Tuned to Tremor: Increased Sensitivity of Cortico-Basal Ganglia Neurons to Tremor Frequency in the MPTP Non-Human Primate Model of Parkinson's Disease.

Rest tremor is one of the most prominent clinical features of Parkinson's disease (PD). Here, we hypothesized that cortico-basal ganglia (CBG) neurons tend to fire in a pattern that matches PD tremor frequency, suggesting a resonance phenomenon. We recorded spiking activity in the primary motor cortex (M1) and Globus Pallidus external segment (GPe) of two female non-human primates (NHPs), before and after parkinsonian state induction with 1-methyl-4-phenyl-1,2,3,6-tetrahydropyridine (MPTP). The NHP's arm was passively rotated at seven different frequencies surrounding and overlapping PD tremor frequency. We found entrainment of the spiking activity to arm rotation and a significant sharpening of the tuning curves in the MPTP state, with a peak response at frequencies that matched the frequency of PD tremor. These results reveal increased sensitivity of the CBG network to tremor frequency and could indicate that this network acts not only as a tremor switch but is involved in setting its frequency.
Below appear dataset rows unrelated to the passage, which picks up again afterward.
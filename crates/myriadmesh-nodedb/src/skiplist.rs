//! Sharded on-disk layout for router contacts
//!
//! Contacts live under 16 subdirectories named by a single hex digit. A
//! contact's shard is the first hex digit of its identity, and its file name
//! is the identity's hex form with a `.signed` suffix:
//!
//! ```text
//! <root>/a/a3f1...9c.signed
//! ```

use crate::contact::RouterContact;
use crate::error::{NodeDbError, Result};
use myriadmesh_protocol::NodeId;
use std::collections::BTreeSet;
use std::fs;
use std::io;
use std::path::{Path, PathBuf};
use tracing::{debug, warn};

/// Shard directory names
pub const SKIPLIST_SUBDIRS: &str = "0123456789abcdef";

/// Extension of contact files
pub const RC_FILE_EXT: &str = "signed";

/// Shard label for an identity: the first hex digit of its first byte
pub fn shard_for(id: &NodeId) -> char {
    let nibble = id.as_bytes()[0] >> 4;
    char::from_digit(nibble as u32, 16).unwrap_or('0')
}

/// File name for an identity
pub fn file_name_for(id: &NodeId) -> String {
    format!("{}.{}", id.to_hex(), RC_FILE_EXT)
}

/// Outcome of scanning the store at startup
#[derive(Debug, Default)]
pub struct LoadReport {
    /// Valid contacts, in scan order
    pub contacts: Vec<RouterContact>,

    /// Files removed for being malformed, expired or badly signed
    pub purged: usize,

    /// Files left alone because they belong to another network
    pub skipped: usize,
}

/// The on-disk contact store rooted at one directory
#[derive(Debug, Clone)]
pub struct Skiplist {
    root: PathBuf,
}

impl Skiplist {
    /// Open the store, creating the root and its shards as needed.
    ///
    /// When the root does not exist but a sibling named `legacy_dir_name`
    /// does, the sibling is renamed into place first.
    pub fn ensure(root: impl Into<PathBuf>, legacy_dir_name: &str) -> Result<Self> {
        let root = root.into();

        if !root.exists() {
            let legacy = root
                .parent()
                .map(|parent| parent.join(legacy_dir_name))
                .filter(|old| old.exists());

            match legacy {
                Some(old) => {
                    debug!("migrating {} to {}", old.display(), root.display());
                    fs::rename(&old, &root)?;
                }
                None => fs::create_dir_all(&root)?,
            }
        }

        if !root.is_dir() {
            return Err(NodeDbError::NotADirectory(root));
        }

        for shard in SKIPLIST_SUBDIRS.chars() {
            fs::create_dir_all(root.join(shard.to_string()))?;
        }

        Ok(Skiplist { root })
    }

    pub fn root(&self) -> &Path {
        &self.root
    }

    /// Where the contact for `id` lives. Pure; touches no files.
    pub fn path_for(&self, id: &NodeId) -> PathBuf {
        self.root
            .join(shard_for(id).to_string())
            .join(file_name_for(id))
    }

    /// Scan every shard, returning the contacts worth loading and deleting
    /// the files that never will be.
    pub fn load(&self, netid: &str, now_ms: u64) -> LoadReport {
        let mut report = LoadReport::default();
        let mut purge = BTreeSet::new();

        for shard in SKIPLIST_SUBDIRS.chars() {
            let dir = self.root.join(shard.to_string());
            let entries = match fs::read_dir(&dir) {
                Ok(entries) => entries,
                Err(e) => {
                    warn!("cannot read nodedb shard {}: {}", dir.display(), e);
                    continue;
                }
            };

            for entry in entries.flatten() {
                let path = entry.path();
                let is_contact_file = path.is_file()
                    && path.extension().and_then(|e| e.to_str()) == Some(RC_FILE_EXT);
                if !is_contact_file {
                    continue;
                }

                let rc = match RouterContact::read(&path) {
                    Ok(rc) => rc,
                    Err(e) => {
                        debug!("purging unreadable RC {}: {}", path.display(), e);
                        purge.insert(path);
                        continue;
                    }
                };

                if !rc.is_from_network(netid) {
                    debug!("skipping RC {} from network {:?}", rc.pubkey, rc.netid);
                    report.skipped += 1;
                    continue;
                }

                if rc.is_expired(now_ms) {
                    debug!("purging expired RC {}", rc.pubkey);
                    purge.insert(path);
                    continue;
                }

                if rc.verify_signature() {
                    report.contacts.push(rc);
                } else {
                    debug!("purging RC {} with invalid signature", rc.pubkey);
                    purge.insert(path);
                }
            }
        }

        if !purge.is_empty() {
            warn!("removing {} invalid RCs from disk", purge.len());
            remove_files(purge.iter());
        }
        report.purged = purge.len();

        report
    }
}

/// Delete contact files, ignoring ones that are already gone
pub fn remove_files<'a>(paths: impl IntoIterator<Item = &'a PathBuf>) {
    for path in paths {
        if let Err(e) = fs::remove_file(path) {
            if e.kind() != io::ErrorKind::NotFound {
                warn!("failed to remove {}: {}", path.display(), e);
            }
        }
    }
}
Significance Statement Tremor is a prominent clinical feature of Parkinson's disease (PD); however, its underlying pathophysiology is still poorly understood. Using electrophysiological recordings of single cortico-basal ganglia (CBG) neurons before and after the induction of a parkinsonian state, and in response to passive arm rotation, this study reports increased sensitivity to tremor frequency in PD. We found sharpening of the population tuning to the midrange of the tested frequencies (1-13.3Hz) in the healthy state that further increased in the parkinsonian state. These results hint at the increased frequency-tuned sensitivity of CBG neurons and suggest that they tend to resonate with the tremor.